**RECORDS SHOWN**
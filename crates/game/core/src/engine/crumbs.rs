use std::ops::RangeInclusive;

use crate::config::GameConfig;
use crate::side::{Side, SideMap};

/// Adjustments layered over the base crumb schedule.
///
/// `crumbs = max(0, floor(base * (100 + turn% + side%) / 100) + turn+ + side+)`
/// where the turn terms sum every range containing the current round.
#[derive(Clone, Debug, Default, PartialEq, Eq)]
#[cfg_attr(feature = "serde", derive(serde::Serialize, serde::Deserialize))]
#[cfg_attr(feature = "serde", serde(default))]
pub struct CrumbsPerTurnModifier {
    side_percent: SideMap<i32>,
    side_adder: SideMap<i32>,
    turn_percent: Vec<(RangeInclusive<u32>, i32)>,
    turn_adder: Vec<(RangeInclusive<u32>, i32)>,
}

impl CrumbsPerTurnModifier {
    pub fn side_percent(&self, side: Side) -> i32 {
        self.side_percent[side]
    }

    pub fn side_adder(&self, side: Side) -> i32 {
        self.side_adder[side]
    }

    pub fn add_side_percent(&mut self, side: Side, percent: i32) {
        self.side_percent[side] += percent;
    }

    pub fn add_side_adder(&mut self, side: Side, amount: i32) {
        self.side_adder[side] += amount;
    }

    pub fn add_turn_percent(&mut self, turns: RangeInclusive<u32>, percent: i32) {
        self.turn_percent.push((turns, percent));
    }

    pub fn add_turn_adder(&mut self, turns: RangeInclusive<u32>, amount: i32) {
        self.turn_adder.push((turns, amount));
    }

    /// Crumbs granted to `side` at the start of its turn in round `turn_count`.
    pub fn crumbs(&self, config: &GameConfig, turn_count: u32, side: Side) -> u32 {
        let in_turn = |entries: &[(RangeInclusive<u32>, i32)]| -> i64 {
            entries
                .iter()
                .filter(|(turns, _)| turns.contains(&turn_count))
                .map(|(_, value)| i64::from(*value))
                .sum()
        };
        let base = i64::from(config.base_crumbs(turn_count));
        let percent = 100 + in_turn(&self.turn_percent) + i64::from(self.side_percent[side]);
        let scaled = (base * percent).div_euclid(100);
        let total = scaled + in_turn(&self.turn_adder) + i64::from(self.side_adder[side]);
        total.clamp(0, i64::from(u32::MAX)) as u32
    }
}

#[cfg(test)]
mod tests {
    use super::*;

    #[test]
    fn default_modifier_follows_base_schedule() {
        let config = GameConfig::default();
        let modifier = CrumbsPerTurnModifier::default();
        for turn in 1..30 {
            assert_eq!(
                modifier.crumbs(&config, turn, Side::Rat),
                config.base_crumbs(turn)
            );
        }
    }

    #[test]
    fn percent_is_floored_and_side_specific() {
        let config = GameConfig::default();
        let mut modifier = CrumbsPerTurnModifier::default();
        modifier.add_side_percent(Side::Rat, 15);

        assert_eq!(modifier.crumbs(&config, 1, Side::Rat), 11);
        assert_eq!(modifier.crumbs(&config, 5, Side::Rat), 23);
        assert_eq!(modifier.crumbs(&config, 1, Side::Mouse), 10);
    }

    #[test]
    fn turn_ranges_apply_only_inside() {
        let config = GameConfig::default();
        let mut modifier = CrumbsPerTurnModifier::default();
        modifier.add_turn_adder(2..=3, 4);
        modifier.add_turn_percent(3..=3, 100);

        assert_eq!(modifier.crumbs(&config, 1, Side::Mouse), 10);
        assert_eq!(modifier.crumbs(&config, 2, Side::Mouse), 14);
        assert_eq!(modifier.crumbs(&config, 3, Side::Mouse), 24);
        assert_eq!(modifier.crumbs(&config, 4, Side::Mouse), 10);
    }

    #[test]
    fn negative_totals_clamp_to_zero() {
        let config = GameConfig::default();
        let mut modifier = CrumbsPerTurnModifier::default();
        modifier.add_side_adder(Side::Mouse, -25);
        modifier.add_side_percent(Side::Rat, -300);

        assert_eq!(modifier.crumbs(&config, 1, Side::Mouse), 0);
        assert_eq!(modifier.crumbs(&config, 1, Side::Rat), 0);
    }
}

**EXERCISE**
Each line must be given again exactly as written above.

**ANSWER TO THIS EXERCISE**
filename crates/game/core/src/engine/crumbs.rs
use std::ops::RangeInclusive;

use crate::config::GameConfig;
use crate::side::{Side, SideMap};

/// Adjustments layered over the base crumb schedule.
///
/// `crumbs = max(0, floor(base * (100 + turn% + side%) / 100) + turn+ + side+)`
/// where the turn terms sum every range containing the current round.
#[derive(Clone, Debug, Default, PartialEq, Eq)]
#[cfg_attr(feature = "serde", derive(serde::Serialize, serde::Deserialize))]
#[cfg_attr(feature = "serde", serde(default))]
pub struct CrumbsPerTurnModifier {
    side_percent: SideMap<i32>,
    side_adder: SideMap<i32>,
    turn_percent: Vec<(RangeInclusive<u32>, i32)>,
    turn_adder: Vec<(RangeInclusive<u32>, i32)>,
}

impl CrumbsPerTurnModifier {
    pub fn side_percent(&self, side: Side) -> i32 {
        self.side_percent[side]
    }

    pub fn side_adder(&self, side: Side) -> i32 {
        self.side_adder[side]
    }

    pub fn add_side_percent(&mut self, side: Side, percent: i32) {
        self.side_percent[side] += percent;
    }

    pub fn add_side_adder(&mut self, side: Side, amount: i32) {
        self.side_adder[side] += amount;
    }

    pub fn add_turn_percent(&mut self, turns: RangeInclusive<u32>, percent: i32) {
        self.turn_percent.push((turns, percent));
    }

    pub fn add_turn_adder(&mut self, turns: RangeInclusive<u32>, amount: i32) {
        self.turn_adder.push((turns, amount));
    }

    /// Crumbs granted to `side` at the start of its turn in round `turn_count`.
    pub fn crumbs(&self, config: &GameConfig, turn_count: u32, side: Side) -> u32 {
        let in_turn = |entries: &[(RangeInclusive<u32>, i32)]| -> i64 {
            entries
                .iter()
                .filter(|(turns, _)| turns.contains(&turn_count))
                .map(|(_, value)| i64::from(*value))
                .sum()
        };
        let base = i64::from(config.base_crumbs(turn_count));
        let percent = 100 + in_turn(&self.turn_percent) + i64::from(self.side_percent[side]);
        let scaled = (base * percent).div_euclid(100);
        let total = scaled + in_turn(&self.turn_adder) + i64::from(self.side_adder[side]);
        total.clamp(0, i64::from(u32::MAX)) as u32
    }
}

#[cfg(test)]
mod tests {
    use super::*;

    #[test]
    fn default_modifier_follows_base_schedule() {
        let config = GameConfig::default();
        let modifier = CrumbsPerTurnModifier::default();
        for turn in 1..30 {
            assert_eq!(
                modifier.crumbs(&config, turn, Side::Rat),
                config.base_crumbs(turn)
            );
        }
    }

    #[test]
    fn percent_is_floored_and_side_specific() {
        let config = GameConfig::default();
        let mut modifier = CrumbsPerTurnModifier::default();
        modifier.add_side_percent(Side::Rat, 15);

        assert_eq!(modifier.crumbs(&config, 1, Side::Rat), 11);
        assert_eq!(modifier.crumbs(&config, 5, Side::Rat), 23);
        assert_eq!(modifier.crumbs(&config, 1, Side::Mouse), 10);
    }

    #[test]
    fn turn_ranges_apply_only_inside() {
        let config = GameConfig::default();
        let mut modifier = CrumbsPerTurnModifier::default();
        modifier.add_turn_adder(2..=3, 4);
        modifier.add_turn_percent(3..=3, 100);

        assert_eq!(modifier.crumbs(&config, 1, Side::Mouse), 10);
        assert_eq!(modifier.crumbs(&config, 2, Side::Mouse), 14);
        assert_eq!(modifier.crumbs(&config, 3, Side::Mouse), 24);
        assert_eq!(modifier.crumbs(&config, 4, Side::Mouse), 10);
    }

    #[test]
    fn negative_totals_clamp_to_zero() {
        let config = GameConfig::default();
        let mut modifier = CrumbsPerTurnModifier::default();
        modifier.add_side_adder(Side::Mouse, -25);
        modifier.add_side_percent(Side::Rat, -300);

        assert_eq!(modifier.crumbs(&config, 1, Side::Mouse), 0);
        assert_eq!(modifier.crumbs(&config, 1, Side::Rat), 0);
    }
}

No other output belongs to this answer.